На драматическом перекрестке времени элементы новизны, желание "идти в ногу со временем" можно наблюдать у тех кинематографистов, кто удержался в родных пенатах. Это В. Р. Гардин, который к 1917 году был не только главой собственного (вместе с В. Венгеровым) торгового дома, но и знаменитым постановщиком шестисерийного боевика "Ключи счастья". Без видимых колебаний принял он сторону большевиков, пошел работать в Московский кинокомитет, а в 1919-м организовал в Москве Госкиношколу — первообраз нынешнего ВГИКа. Он ставил, не чинясь, агитфильмы, режиссировал и в Ялте ("Призрак бродит по Европе"), а в Москве вместе со своими учениками по Госкиношколе поставил в 1921 году "Серп и молот" — первый почти полнометражный (1300 м) фильм советского производства. Ученик школы Всеволод Пудовкин играл в нем роль большевика Андрея Краснова. Словом, можно смело утверждать, что "собственник" и "частновладелец от кино" Владимир Гардин успешно превратился в деятеля советского экрана. Его ожидает достаточно благополучная судьба: в последние годы жизни он работает на "Ленфильме", играет захваленные критикой роли рабочего Бабченко во "Встречном" Ф. Эрмлера и С. Юткевича (1932), Иудушку Головлева в одноименном фильме пожилого мэтра А. Ивановского.

Два обаятельных артиста, много и успешно снимавшихся в старое время, нашли после революции новый путь. Амплуа благородного героя Иван Перестиани сменил на торную дорогу режиссера, сразу одержав великолепную победу: его фильм "Красные дьяволята", веселая, забавная приключенческая лента с оттенком пародии, снятая в Тифлисе в 1923 году, стала одним из любимейших боевиков раннего советского экрана. В режиссуре обрел творческое счастье и вторую жизнь красавец и герой-любовник Амо Бек, перевоплотившись в основоположника армянского кино Амо Ивановича Бек-Назарова (1892–1965), постановщика классических фильмов "Намус", "Зарэ", "Пэпо".

Оба они считали себя прямыми продолжателями Е. Ф. Бауэра в режиссуре2.
 
Но самый увлекательный и яркий пример связи "антиподов" являет творчество "первого среди первопроходцев" революционного авангарда Льва Владимировича Кулешова (1899–1970).

Бедный тамбовский дворянин, юноша в 1916 году приехал в Москву учиться живописи. Случайно попал на фабрику Ханжонкова да еще и прямо к Е. Ф. Бауэру, влюбился в кинематограф, как это часто бывало с людьми тогда и потом, и стал работать декоратором. Последние бауэровские фильмы: "Набат", "За счастьем", "Король Парижа" — подписаны художником Л. Кулешовым.

Он встретил начинающую актрису, женщину редкостного таланта и оригинальной внешности Александру Сергеевну Хохлову. По отцу — из семьи врачей Боткиных, по материнской линии — внучка Павла Третьякова, она принадлежала к русской духовной элите. Встреча оказалась счастливой: всегда вместе и в удивительном творческом альянсе прожили эти Поль и Виргиния от кинематографа свою долгую и полную опасностей, страданий, страха и обид жизнь при советском режиме.

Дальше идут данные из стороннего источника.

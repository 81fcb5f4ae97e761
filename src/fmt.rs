//! Human readable rendering of magnitudes and timestamps

use std::time::Duration;

use chrono::{DateTime, Local, TimeZone};

/// Direction in which a [`Ladder`] is walked
#[derive(Clone, Copy, Debug, PartialEq, Eq)]
enum Scale {
    /// Emit while the value is below the factor, otherwise divide
    Up,
    /// Emit while the value is above one, otherwise multiply
    Down,
}

/// An ordered sequence of unit labels separated by a fixed factor
#[derive(Clone, Copy, Debug)]
struct Ladder {
    units: &'static [&'static str],
    overflow: &'static str,
    factor: f64,
    scale: Scale,
}

const BYTES: Ladder = Ladder {
    units: &["B", "KB", "MB", "GB"],
    overflow: "TB",
    factor: 1024.0,
    scale: Scale::Up,
};

const FLOPS: Ladder = Ladder {
    units: &["FLOP", "KFLOP", "MFLOP", "GFLOP", "TFLOP"],
    overflow: "PFLOP",
    factor: 1024.0,
    scale: Scale::Up,
};

const SECONDS: Ladder = Ladder {
    units: &[
        "seconds",
        "milliseconds",
        "microseconds",
        "nanoseconds",
        "picoseconds",
    ],
    overflow: "femto",
    factor: 1000.0,
    scale: Scale::Down,
};

const METERS: Ladder = Ladder {
    units: &["meters", "millimeters", "microns", "nanometers", "picometers"],
    overflow: "femtometers",
    factor: 1000.0,
    scale: Scale::Down,
};

impl Ladder {
    fn render(&self, mut value: f64) -> String {
        for unit in self.units {
            let fits = match self.scale {
                Scale::Up => value < self.factor,
                Scale::Down => value > 1.0,
            };

            if fits {
                return format!("{:.1} {}", value, unit);
            }

            value = match self.scale {
                Scale::Up => value / self.factor,
                Scale::Down => value * self.factor,
            };
        }

        // Out of rungs: truncate toward zero, printing every integral digit.
        // Adding zero turns a truncated `-0` into `0`; NaN and infinities pass through.
        format!("{:.0} {}", value.trunc() + 0.0, self.overflow)
    }
}

/// Renders a byte count, e.g. `"2.0 KB"`
pub fn human_bytes(num_bytes: f64) -> String {
    BYTES.render(num_bytes)
}

/// Renders a number of floating point operations, e.g. `"3.5 GFLOP"`
pub fn human_flops(num_flops: f64) -> String {
    FLOPS.render(num_flops)
}

/// Renders a number of seconds.
///
/// Anything above a minute is reported in minutes; shorter spans walk down
/// from seconds to picoseconds.
pub fn human_seconds(seconds: f64) -> String {
    if seconds > 60.0 {
        return format!("{:.1} minutes", seconds / 60.0);
    }

    SECONDS.render(seconds)
}

/// Renders a [`Duration`] using [`human_seconds`]
pub fn human_duration(duration: Duration) -> String {
    human_seconds(duration.as_secs_f64())
}

/// Renders a length given in meters, walking down to picometers
pub fn human_length(meters: f64) -> String {
    METERS.render(meters)
}

const TIMESTAMP_FORMAT: &str = "%Y_%m_%d_%H_%M_%S";

/// Current local time as `YYYY_MM_DD_HH_MM_SS`
pub fn now_str() -> String {
    timestamp_str(&Local::now())
}

/// Formats `datetime` as `YYYY_MM_DD_HH_MM_SS`
pub fn timestamp_str<Tz>(datetime: &DateTime<Tz>) -> String
where
    Tz: TimeZone,
    Tz::Offset: std::fmt::Display,
{
    datetime.format(TIMESTAMP_FORMAT).to_string()
}

#[cfg(test)]
mod tests {
    use super::*;

    use chrono::Utc;
    use rstest::rstest;

    #[rstest]
    #[case(0.0, "0.0 B")]
    #[case(500.0, "500.0 B")]
    #[case(1023.0, "1023.0 B")]
    #[case(1024.0, "1.0 KB")]
    #[case(2048.0, "2.0 KB")]
    #[case(1536.0 * 1024.0, "1.5 MB")]
    #[case(5.0 * 1024f64.powi(3), "5.0 GB")]
    #[case(1024f64.powi(4), "1 TB")]
    #[case(2.7 * 1024f64.powi(4), "2 TB")]
    #[case(1e40, "9094947017729282655442173952 TB")]
    #[case(f64::INFINITY, "inf TB")]
    #[case(f64::NAN, "NaN TB")]
    fn test_human_bytes(#[case] value: f64, #[case] expected: &str) {
        assert_eq!(human_bytes(value), expected);
    }

    #[rstest]
    #[case(12.0, "12.0 FLOP")]
    #[case(1024.0, "1.0 KFLOP")]
    #[case(3.5 * 1024f64.powi(3), "3.5 GFLOP")]
    #[case(1023.0 * 1024f64.powi(4), "1023.0 TFLOP")]
    #[case(1024f64.powi(5), "1 PFLOP")]
    fn test_human_flops(#[case] value: f64, #[case] expected: &str) {
        assert_eq!(human_flops(value), expected);
    }

    #[test]
    fn test_overflow_keeps_every_digit() {
        let rendered = human_flops(1e300);
        let digits = rendered.strip_suffix(" PFLOP").unwrap();

        assert_eq!(digits.len(), 285);
        assert!(digits.chars().all(|c| c.is_ascii_digit()), "{}", rendered);
    }

    #[rstest]
    #[case(90.0, "1.5 minutes")]
    #[case(3600.0, "60.0 minutes")]
    #[case(60.0, "60.0 seconds")]
    #[case(2.0, "2.0 seconds")]
    #[case(0.5, "500.0 milliseconds")]
    #[case(1.0, "1000.0 milliseconds")]
    #[case(0.000_25, "250.0 microseconds")]
    #[case(0.0, "0 femto")]
    #[case(-1e-20, "0 femto")]
    #[case(f64::NAN, "NaN femto")]
    fn test_human_seconds(#[case] value: f64, #[case] expected: &str) {
        assert_eq!(human_seconds(value), expected);
    }

    #[test]
    fn test_human_seconds_minutes_short_circuit() {
        for seconds in [60.5, 61.0, 125.0, 7200.0, 1e6] {
            assert_eq!(
                human_seconds(seconds),
                format!("{:.1} minutes", seconds / 60.0)
            );
        }
    }

    #[rstest]
    #[case(3.0, "3.0 meters")]
    #[case(0.25, "250.0 millimeters")]
    #[case(1.0, "1000.0 millimeters")]
    #[case(0.0, "0 femtometers")]
    fn test_human_length(#[case] value: f64, #[case] expected: &str) {
        assert_eq!(human_length(value), expected);
    }

    #[test]
    fn test_small_magnitudes_fall_through() {
        // 2e-12 only clears the threshold at the picometer rung
        assert_eq!(human_length(2e-12), "2.0 picometers");
        assert!(human_seconds(5e-16).ends_with(" femto"));
        assert!(human_length(5e-16).ends_with(" femtometers"));
    }

    #[test]
    fn test_byte_unit_index() {
        let units = ["B", "KB", "MB", "GB"];
        for value in [1.0, 700.0, 4096.0, 3e6, 9e9, 1e11] {
            let rendered = human_bytes(value);
            let (number, unit) = rendered.split_once(' ').unwrap();
            let index = units.iter().position(|u| *u == unit).unwrap();
            let scaled = value / 1024f64.powi(index as i32);

            assert!((0.0..1024.0).contains(&scaled), "{}", rendered);
            assert_eq!(number, format!("{:.1}", scaled));
        }
    }

    #[test]
    fn test_formatting_is_pure() {
        for value in [0.0, 0.5, 42.0, 1e9] {
            assert_eq!(human_bytes(value), human_bytes(value));
            assert_eq!(human_seconds(value), human_seconds(value));
        }
    }

    #[test]
    fn test_human_duration() {
        assert_eq!(
            human_duration(Duration::from_millis(250)),
            "250.0 milliseconds"
        );
    }

    #[test]
    fn test_timestamp_str() {
        let datetime = Utc.with_ymd_and_hms(2024, 3, 7, 9, 5, 1).unwrap();
        assert_eq!(timestamp_str(&datetime), "2024_03_07_09_05_01");
    }

    #[test]
    fn test_now_str_shape() {
        let now = now_str();
        let fields = now.split('_').collect::<Vec<_>>();

        assert_eq!(now.len(), 19);
        assert_eq!(fields.len(), 6);
        assert!(fields
            .iter()
            .all(|field| field.chars().all(|c| c.is_ascii_digit())));
    }
}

С первых дней в кино Кулешов проявил себя страстным, темпераментным искателем, экспериментатором, не только "производственником", но и исследователем того нового художественного явления, которое возникало в синтезе "вдохновенного экстаза" — игры актера и множества "технических" операций в павильонах при слепящем свете электроприборов, а далее в лабораториях, проявочных и монтажных. Осмысливая, раскручивая, внедряясь в законы ремесла, он, действуя совершенно самостоятельно, встал в ряд первых европейских теоретиков кино рядом с Ричотто Канудо и его "Манифестом Семи искусств", с Луи Деллюком и его знаменитой "Фотогенией кино".

Первую статью — "Искусство светотворчества" — Кулешов опубликовал в "Киногазете" (1918, № 12). Она не была открытием, но закрепляла сделанное до него и определяла позицию автора. Четко изложенная Кулешовым позиция была в ту пору прогрессивной и плодотворной.

Из школы Бауэра, пройденной Кулешовым, взяты и другие примеры, положения, убеждения, опыты. Скажем, широко известное по более позднему кулешовскому описанию его "первооткрытие" нового экранного пространства, сделанного монтажным способом: когда герои на одном плане идут по полю, во втором — смотрят вверх на электропровода, а в третьем — показана ферма с проводами, и все это, снятое в трех разных местах, Кулешов убедительно и красиво сложил в единый новый ландшафт. Но для Бауэра подобные монтажные приемы были обычным делом. Например, в том же "Умирающем лебеде" начало монтажной фразы — план заросшего кустарником берега речки (снято под Москвой), продолжение — средне-крупный план листьев декоративного комнатного растения в кадке на даче и, наконец, южный парк со сходными декоративными растениями на клумбах — новый экранный пейзаж юга. То же характерно и для знаменитой "теории натурщика", за которую Кулешова будут клеймить советские борцы с "формализмом". Обосновывая необходимость для кино "целесообразных действий натурщика", которые должны заменить искусственную и фальшивую "игру" артиста-лицедея, Кулешов самокритично приводил в пример себя самого в фильме "За счастьем", доказывая, что чем больше и искреннее он по-актерски "переживал", тем более неестественно выглядело его поведение на экране.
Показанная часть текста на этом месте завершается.